Dex’s Typographic London: Cartography Reimagined
As a branding content curator, I recommend exploring Dex’s typographic maps of London. This decade long, hand crafted series treats fiction, music, and film as cartographic data. Each map uses letterforms alone, no base map, no icons, no color legends. Titles, names, lyrics, and characters accumulate to reveal streets and neighborhoods. Abbey Road and Waterloo become geography because songs and stories concentrate there. Dex spends nine months to a year on each meticulously crafted map. The series began in 2012 with Literary London, reimagining fictional characters as place markers. It rewards curious creatives, designers, and anyone who loves cultural cartography.

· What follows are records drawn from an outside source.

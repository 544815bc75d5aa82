use std::sync::Arc;

use anyhow::{bail, Context};
use tokio::io::{AsyncBufReadExt, BufReader};
use venue_scan_core::logging::{self, LogFormat};
use venue_scan_core::{
    ClientConfig, Coordinate, HttpVenueGateway, RequestClient, ScanSession, ScanState, Venue,
    VenueDirectory, VenueListState,
};

const USAGE: &str = "usage: venue-scan venues <latitude> <longitude>\n       venue-scan scan <venue-code>";

#[derive(Debug, PartialEq)]
enum Command {
    Venues(Coordinate),
    Scan(String),
}

/// Validate the arguments before anything touches configuration or the network.
fn parse_command(args: &[String]) -> anyhow::Result<Command> {
    match args.iter().map(String::as_str).collect::<Vec<_>>().as_slice() {
        ["venues", latitude, longitude] => Ok(Command::Venues(Coordinate::new(
            latitude.parse().context("latitude")?,
            longitude.parse().context("longitude")?,
        ))),
        ["scan", venue_code] => Ok(Command::Scan(venue_code.to_string())),
        _ => bail!(USAGE),
    }
}

#[tokio::main]
async fn main() -> anyhow::Result<()> {
    logging::init(LogFormat::from_env())?;

    let args: Vec<String> = std::env::args().skip(1).collect();
    let command = parse_command(&args)?;

    let config = ClientConfig::from_env().context("venue service configuration")?;
    let client = RequestClient::new(config)?;
    let gateway = Arc::new(HttpVenueGateway::new(client));

    match command {
        Command::Venues(coordinate) => list_venues(VenueDirectory::new(gateway), coordinate).await,
        Command::Scan(venue_code) => scan(ScanSession::start(&Venue::with_code(venue_code), gateway)).await,
    }
}

async fn list_venues(mut directory: VenueDirectory, coordinate: Coordinate) -> anyhow::Result<()> {
    match directory.load(coordinate).await {
        VenueListState::Loaded(venues) if venues.is_empty() => println!("no venues nearby"),
        VenueListState::Loaded(venues) => {
            for venue in venues {
                println!(
                    "{:<12} {:<32} {}",
                    venue.id(),
                    venue.name.as_deref().unwrap_or("-"),
                    venue.formatted_location()
                );
                for location in venue.pax_locations() {
                    let gates: Vec<String> = location.gates().iter().map(|g| g.id()).collect();
                    println!("{:<12}   {} [{}]", "", location.id(), gates.join(", "));
                }
            }
        }
        VenueListState::Failed(message) => bail!("{message}"),
        VenueListState::Idle | VenueListState::Loading => {}
    }
    Ok(())
}

/// Feed stdin lines to the session as barcodes and print every transition.
async fn scan(session: ScanSession) -> anyhow::Result<()> {
    let mut states = session.subscribe();
    let printer = tokio::spawn(async move {
        while states.changed().await.is_ok() {
            let state = states.borrow_and_update().clone();
            match state {
                ScanState::Scanning => println!("ready"),
                ScanState::Processing => println!("validating..."),
                ScanState::Result { success: true, message } => println!("ADMIT  {message}"),
                ScanState::Result { success: false, message } => println!("DENY   {message}"),
                ScanState::Error { message } => println!("ERROR  {message}"),
            }
        }
    });

    let mut watcher = session.subscribe();
    let mut lines = BufReader::new(tokio::io::stdin()).lines();
    while let Some(line) = lines.next_line().await? {
        let barcode = line.trim();
        if barcode.is_empty() {
            continue;
        }
        // Presenting a new ticket is the operator's "scan next".
        if session.state().is_settled() {
            session.scan_next();
            watcher.wait_for(ScanState::accepts_barcodes).await?;
        }
        session.barcode_detected(barcode);
        watcher.wait_for(ScanState::is_settled).await?;
    }

    session.shutdown().await;
    printer.await?;
    Ok(())
}
//! Executes plain-data requests against the network.
//!
//! `Transport` is the seam between the deterministic request pipeline and
//! real I/O. `ReqwestTransport` is the production implementation; tests plug
//! in scripted transports instead.

use std::error::Error as StdError;
use std::io;

use async_trait::async_trait;
use reqwest::Method;

use crate::http::{HttpMethod, HttpRequest, HttpResponse, TransportFailure};

/// Performs one HTTP round-trip.
///
/// Implementations must honour `request.timeout` and must return non-2xx
/// responses as data, leaving status interpretation to the client.
#[async_trait]
pub trait Transport: Send + Sync {
    async fn execute(&self, request: HttpRequest) -> Result<HttpResponse, TransportFailure>;
}

/// `Transport` backed by a shared `reqwest::Client`.
#[derive(Debug, Clone)]
pub struct ReqwestTransport {
    client: reqwest::Client,
}

impl ReqwestTransport {
    pub fn new() -> Result<Self, TransportFailure> {
        let client = reqwest::Client::builder()
            .build()
            .map_err(|e| TransportFailure::Other(e.to_string()))?;
        Ok(Self { client })
    }

    pub fn from_client(client: reqwest::Client) -> Self {
        Self { client }
    }
}

#[async_trait]
impl Transport for ReqwestTransport {
    async fn execute(&self, request: HttpRequest) -> Result<HttpResponse, TransportFailure> {
        let mut builder = self
            .client
            .request(to_reqwest_method(request.method), &request.url)
            .timeout(request.timeout);
        for (name, value) in &request.headers {
            builder = builder.header(name.as_str(), value.as_str());
        }
        if let Some(body) = request.body {
            builder = builder.body(body);
        }

        let response = builder.send().await.map_err(classify)?;
        let status = response.status().as_u16();
        let headers = response
            .headers()
            .iter()
            .filter_map(|(name, value)| {
                value
                    .to_str()
                    .ok()
                    .map(|v| (name.as_str().to_string(), v.to_string()))
            })
            .collect();
        let body = response.bytes().await.map_err(classify)?;

        Ok(HttpResponse {
            status,
            headers,
            body: body.to_vec(),
        })
    }
}

fn to_reqwest_method(method: HttpMethod) -> Method {
    match method {
        HttpMethod::Get => Method::GET,
        HttpMethod::Post => Method::POST,
        HttpMethod::Put => Method::PUT,
        HttpMethod::Delete => Method::DELETE,
        HttpMethod::Patch => Method::PATCH,
    }
}

/// Sort a reqwest failure into the coarse buckets the client cares about.
///
/// Timeouts win over everything else since a connect timeout also reports
/// `is_connect`. A dropped connection surfaces as an io error somewhere down
/// the source chain.
fn classify(err: reqwest::Error) -> TransportFailure {
    if err.is_timeout() {
        return TransportFailure::TimedOut;
    }
    if let Some(kind) = io_error_kind(&err) {
        if is_connection_loss(kind) {
            return TransportFailure::Offline;
        }
    }
    if err.is_connect() {
        return TransportFailure::HostUnreachable;
    }
    TransportFailure::Other(err.to_string())
}

fn io_error_kind(err: &(dyn StdError + 'static)) -> Option<io::ErrorKind> {
    let mut source = Some(err);
    while let Some(current) = source {
        if let Some(io_err) = current.downcast_ref::<io::Error>() {
            return Some(io_err.kind());
        }
        source = current.source();
    }
    None
}

fn is_connection_loss(kind: io::ErrorKind) -> bool {
    matches!(
        kind,
        io::ErrorKind::ConnectionReset
            | io::ErrorKind::ConnectionAborted
            | io::ErrorKind::NotConnected
            | io::ErrorKind::BrokenPipe
            | io::ErrorKind::UnexpectedEof
    )
}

The conceptually sharp Storylines tube map renames every line as a storytelling genre. The Northern Line becomes Horror, the Bakerloo reads Crime and Mystery, genres intersect. That constraint, preserving topology while shifting language, keeps the map legible and meaningful. The Culture Map closes the decade, achieving the highest typographic density to date. Featured in Time Out, The Evening Standard, and Japan’s Brain Magazine, these maps earn recognition. They occupy a rare category where cartography reads as typography, and typography navigates like a map. For brand thinkers and visual storytellers, these maps are a masterclass in storytelling through form. Read it.